Market fundamentals certainly has something to do with the spring rally's absence, too. In the last 2 months, hog slaughter and pork production were both up about 5%. So, there's not a lot of potential demand growth in the near term, Hurt says.

"Since the first of April, slaughter numbers have been up near 4% and pork production up near 5%. Clearly there were more hogs and higher weights than expected. While this is a bearish factor it is not large enough by itself to have caused the total failure of a spring rally," he says. "The lack of price increases does not seem to be related to weakened export demand either. Both pork and beef export data available do not show declines in foreign purchases. In fact, pork exports in the first quarter were up 16%."

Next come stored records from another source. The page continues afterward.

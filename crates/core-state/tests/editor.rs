//! Editor state behavior: motion, selection, multi-cursor edits, modes.

use core_state::{Action, Direction, Effect, EditorState, KeyInput, Mode, action::action_for_key};
use core_text::Buffer;

fn state(text: &str) -> EditorState {
    EditorState::new(Buffer::from_bytes(text.as_bytes()).expect("buffer"))
}

fn line(st: &EditorState, row: usize) -> String {
    st.buffer.line(row).map(|l| l.text()).unwrap_or_default()
}

#[test]
fn empty_buffer_cursor_starts_at_origin_and_typing_creates_line() {
    let mut st = state("");
    assert_eq!(st.cursors.primary().pos(), (0, 0));
    st.insert_char('a').unwrap();
    assert_eq!(st.buffer.line_count(), 1);
    assert_eq!(line(&st, 0), "a");
    assert_eq!(st.cursors.primary().pos(), (0, 1));
}

#[test]
fn horizontal_motion_snaps_to_grapheme_boundaries() {
    let mut st = state("xe\u{0301}y");
    st.move_cursors(Direction::Right, false, false);
    assert_eq!(st.cursors.primary().pos(), (0, 1));
    st.move_cursors(Direction::Right, false, false);
    // Skipped the combining mark with its base.
    assert_eq!(st.cursors.primary().pos(), (0, 3));
    st.move_cursors(Direction::Left, false, false);
    assert_eq!(st.cursors.primary().pos(), (0, 1));
}

#[test]
fn vertical_motion_preserves_goal_column() {
    let mut st = state("a long line here\nhi\nanother long line");
    for _ in 0..10 {
        st.move_cursors(Direction::Right, false, false);
    }
    assert_eq!(st.cursors.primary().pos(), (0, 10));
    st.move_cursors(Direction::Down, false, false);
    assert_eq!(st.cursors.primary().pos(), (1, 2)); // clamped
    st.move_cursors(Direction::Down, false, false);
    assert_eq!(st.cursors.primary().pos(), (2, 10)); // goal restored
}

#[test]
fn shift_motion_extends_selection_and_plain_motion_clears() {
    let mut st = state("hello");
    st.move_cursors(Direction::Right, true, false);
    st.move_cursors(Direction::Right, true, false);
    let sel = st.cursors.primary().selection().unwrap();
    assert_eq!(sel, ((0, 0), (0, 2)));
    st.move_cursors(Direction::Left, false, false);
    assert!(st.cursors.primary().selection().is_none());
}

#[test]
fn line_wrapping_motion_across_rows() {
    let mut st = state("ab\ncd");
    st.move_end(false);
    st.move_cursors(Direction::Right, false, false);
    assert_eq!(st.cursors.primary().pos(), (1, 0));
    st.move_cursors(Direction::Left, false, false);
    assert_eq!(st.cursors.primary().pos(), (0, 2));
}

#[test]
fn word_motion_follows_neighbor_layer() {
    let mut st = state("foo bar_baz   qux");
    st.move_cursors(Direction::Right, false, true);
    assert_eq!(st.cursors.primary().pos(), (0, 4));
    st.move_cursors(Direction::Right, false, true);
    assert_eq!(st.cursors.primary().pos(), (0, 14));
    st.move_cursors(Direction::Right, false, true);
    assert_eq!(st.cursors.primary().pos(), (0, 17));
    st.move_cursors(Direction::Left, false, true);
    assert_eq!(st.cursors.primary().pos(), (0, 14));
}

#[test]
fn multi_cursor_insert_applies_at_every_cursor() {
    let mut st = state("one\ntwo\nthree");
    st.add_cursor_below();
    st.add_cursor_below();
    assert_eq!(st.cursors.len(), 3);
    st.insert_char('>').unwrap();
    assert_eq!(line(&st, 0), ">one");
    assert_eq!(line(&st, 1), ">two");
    assert_eq!(line(&st, 2), ">three");
    for c in st.cursors.iter() {
        assert_eq!(c.col, 1);
    }
}

#[test]
fn multi_cursor_same_row_shifts_later_cursor() {
    let mut st = state("abcdef");
    st.cursors.primary_mut().move_to(0, 2);
    st.cursors.add(0, 4);
    st.insert_char('x').unwrap();
    assert_eq!(line(&st, 0), "abxcdxef");
    let mut cols: Vec<usize> = st.cursors.iter().map(|c| c.col).collect();
    cols.sort_unstable();
    assert_eq!(cols, vec![3, 6]);
}

#[test]
fn multi_cursor_newline_splits_every_row() {
    let mut st = state("aaa\nbbb");
    st.cursors.primary_mut().move_to(0, 1);
    st.cursors.add(1, 2);
    st.insert_newline().unwrap();
    assert_eq!(st.buffer.line_count(), 4);
    assert_eq!(line(&st, 0), "a");
    assert_eq!(line(&st, 1), "aa");
    assert_eq!(line(&st, 2), "bb");
    assert_eq!(line(&st, 3), "b");
    let mut poses: Vec<(usize, usize)> = st.cursors.iter().map(|c| c.pos()).collect();
    poses.sort_unstable();
    assert_eq!(poses, vec![(1, 0), (3, 0)]);
}

#[test]
fn backspace_joins_lines() {
    let mut st = state("ab\ncd");
    st.cursors.primary_mut().move_to(1, 0);
    st.backspace().unwrap();
    assert_eq!(st.buffer.line_count(), 1);
    assert_eq!(line(&st, 0), "abcd");
    assert_eq!(st.cursors.primary().pos(), (0, 2));
}

#[test]
fn selection_delete_spans_rows() {
    let mut st = state("alpha\nbeta\ngamma");
    let c = st.cursors.primary_mut();
    c.move_to(0, 2);
    c.start_selection();
    c.move_to(2, 3);
    st.delete_selection().unwrap();
    assert_eq!(st.buffer.line_count(), 1);
    assert_eq!(line(&st, 0), "alma");
    assert_eq!(st.cursors.primary().pos(), (0, 2));
}

#[test]
fn typing_over_selection_replaces_it() {
    let mut st = state("hello");
    let c = st.cursors.primary_mut();
    c.start_selection();
    c.move_to(0, 4);
    st.insert_char('J').unwrap();
    assert_eq!(line(&st, 0), "Jo");
}

#[test]
fn undo_restores_buffer_and_cursors() {
    let mut st = state("word");
    st.move_end(false);
    st.insert_char('!').unwrap();
    assert_eq!(line(&st, 0), "word!");
    st.undo().unwrap();
    assert_eq!(line(&st, 0), "word");
    assert_eq!(st.cursors.primary().pos(), (0, 4));
    st.redo().unwrap();
    assert_eq!(line(&st, 0), "word!");
}

#[test]
fn insert_run_coalesces_undo_snapshots() {
    let mut st = state("");
    for ch in "hello".chars() {
        st.insert_char(ch).unwrap();
    }
    st.undo().unwrap();
    // One undo takes back the whole typing burst.
    assert_eq!(st.buffer.line_count(), 0);
}

#[test]
fn paste_multiline_at_cursor() {
    let mut st = state("xy");
    st.cursors.primary_mut().move_to(0, 1);
    st.insert_text("AA\nBB\nCC").unwrap();
    assert_eq!(st.buffer.line_count(), 3);
    assert_eq!(line(&st, 0), "xAA");
    assert_eq!(line(&st, 1), "BB");
    assert_eq!(line(&st, 2), "CCy");
    assert_eq!(st.cursors.primary().pos(), (2, 2));
}

#[test]
fn page_motion_advances_by_text_rows() {
    let text: String = (0..100).map(|i| format!("l{i}\n")).collect();
    let mut st = state(&text);
    st.screen_rows = 22; // 20 text rows
    st.move_page(Direction::Down, false);
    assert_eq!(st.cursors.primary().row, 20);
    st.move_page(Direction::Up, false);
    assert_eq!(st.cursors.primary().row, 0);
}

#[test]
fn scroll_follows_cursor() {
    let text: String = (0..100).map(|i| format!("line{i}\n")).collect();
    let mut st = state(&text);
    st.screen_rows = 12; // 10 text rows
    st.cursors.primary_mut().move_to(50, 0);
    st.scroll_to_cursor();
    assert_eq!(st.row_offset, 41);
    st.cursors.primary_mut().move_to(5, 0);
    st.scroll_to_cursor();
    assert_eq!(st.row_offset, 5);
}

#[test]
fn quit_with_unsaved_changes_asks_first() {
    let mut st = state("x");
    st.insert_char('y').unwrap();
    let effect = st.apply_action(Action::QuitRequest).unwrap();
    assert_eq!(effect, Effect::None);
    assert_eq!(st.mode, Mode::QuitConfirm);
    let effect = st.apply_action(Action::ConfirmYes).unwrap();
    assert_eq!(effect, Effect::Quit);
}

#[test]
fn goto_line_prompt_moves_cursor() {
    let mut st = state("a\nb\nc\nd\n");
    st.apply_action(Action::GotoLinePrompt).unwrap();
    assert_eq!(st.mode, Mode::GotoLine);
    for c in "3".chars() {
        st.apply_action(Action::PromptChar(c)).unwrap();
    }
    st.apply_action(Action::PromptSubmit).unwrap();
    assert_eq!(st.mode, Mode::Normal);
    assert_eq!(st.cursors.primary().pos(), (2, 0));
}

#[test]
fn leader_mode_unknown_key_stays() {
    let mut st = state("x");
    st.apply_action(Action::LeaderEnter).unwrap();
    assert!(matches!(st.mode, Mode::Leader(_)));
    st.apply_action(Action::LeaderKey('!')).unwrap();
    assert!(matches!(st.mode, Mode::Leader(_)));
    st.apply_action(Action::PromptCancel).unwrap();
    assert_eq!(st.mode, Mode::Normal);
}

#[test]
fn search_prompt_emits_search_changed() {
    let mut st = state("needle haystack");
    st.apply_action(Action::SearchStart {
        forward: true,
        replace: false,
    })
    .unwrap();
    assert_eq!(st.mode, Mode::Search);
    let effect = st.apply_action(Action::PromptChar('n')).unwrap();
    assert_eq!(effect, Effect::SearchChanged);
    assert_eq!(st.search.pattern, "n");
}

#[test]
fn key_dispatch_consults_mode_first() {
    assert_eq!(
        action_for_key(Mode::Normal, KeyInput::Char('y')),
        Action::InsertChar('y')
    );
    assert_eq!(
        action_for_key(Mode::QuitConfirm, KeyInput::Char('y')),
        Action::ConfirmYes
    );
    assert_eq!(
        action_for_key(Mode::Search, KeyInput::Char('y')),
        Action::PromptChar('y')
    );
    assert_eq!(
        action_for_key(Mode::Normal, KeyInput::Ctrl('s')),
        Action::Save
    );
}

#[test]
fn double_click_selects_word() {
    let mut st = state("foo bar_baz qux");
    st.select_word_at(0, 5);
    let sel = st.cursors.primary().selection().unwrap();
    assert_eq!(sel, ((0, 4), (0, 7))); // "bar"
}
//! Terminal session guard: raw mode, alternate screen, SGR mouse.
//!
//! The same restoration runs on drop and from the panic hook, so a crash
//! mid-frame still leaves the user's shell usable.

use std::io::stdout;

use anyhow::Result;
use crossterm::cursor::Show;
use crossterm::event::{
    DisableBracketedPaste, DisableMouseCapture, EnableBracketedPaste, EnableMouseCapture,
};
use crossterm::execute;
use crossterm::terminal::{
    EnterAlternateScreen, LeaveAlternateScreen, disable_raw_mode, enable_raw_mode,
};

pub struct TerminalGuard {
    active: bool,
}

impl TerminalGuard {
    pub fn enter() -> Result<TerminalGuard> {
        enable_raw_mode()?;
        execute!(
            stdout(),
            EnterAlternateScreen,
            EnableMouseCapture,
            EnableBracketedPaste
        )?;
        Ok(TerminalGuard { active: true })
    }

    pub fn leave(&mut self) {
        if self.active {
            restore();
            self.active = false;
        }
    }
}

impl Drop for TerminalGuard {
    fn drop(&mut self) {
        self.leave();
    }
}

/// Best-effort terminal restoration; shared by the guard and the panic
/// hook.
pub fn restore() {
    let _ = execute!(
        stdout(),
        DisableBracketedPaste,
        DisableMouseCapture,
        LeaveAlternateScreen,
        Show
    );
    let _ = disable_raw_mode();
}

/// Chain a panic hook that restores the terminal before the default hook
/// prints the message.
pub fn install_panic_hook() {
    let default_hook = std::panic::take_hook();
    std::panic::set_hook(Box::new(move |info| {
        restore();
        default_hook(info);
    }));
}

At the same time, feed prices haven't helped profit potential. Hurt expects the total cost of production for a farrow-to-finish operator to near $66/head with today's corn and soybean meal prices. "This would leave losses of about $5/head," he says. "Of course there remains potential for wide fluctuations in both old crop and new crop feed prices."

In recent months, there's been a lot of talk about hog herd expansion. But, Hurt has been on the side of caution in this argument. Now that the profit outlook's chilled a bit, it's more important than ever to reconsider expansion plans, at least through this fall.

"Even with a return to normal yields in the U.S. this summer, much lower feed prices starting this fall would only provide pork producers with a breakeven outlook extending throughout 2013. Breakeven does not sound encouraging, but that covers all production costs including feed, a full labor return and full depreciation recovery on buildings and equipment," he says. "Last fall and winter the hog outlook was more positive and may have caused some to be interested in expansion. I have consistently warned that producers should wait on expansion until the 2012 U.S. corn and soybean production was assured. That is even more important now that the hog price outlook is lower."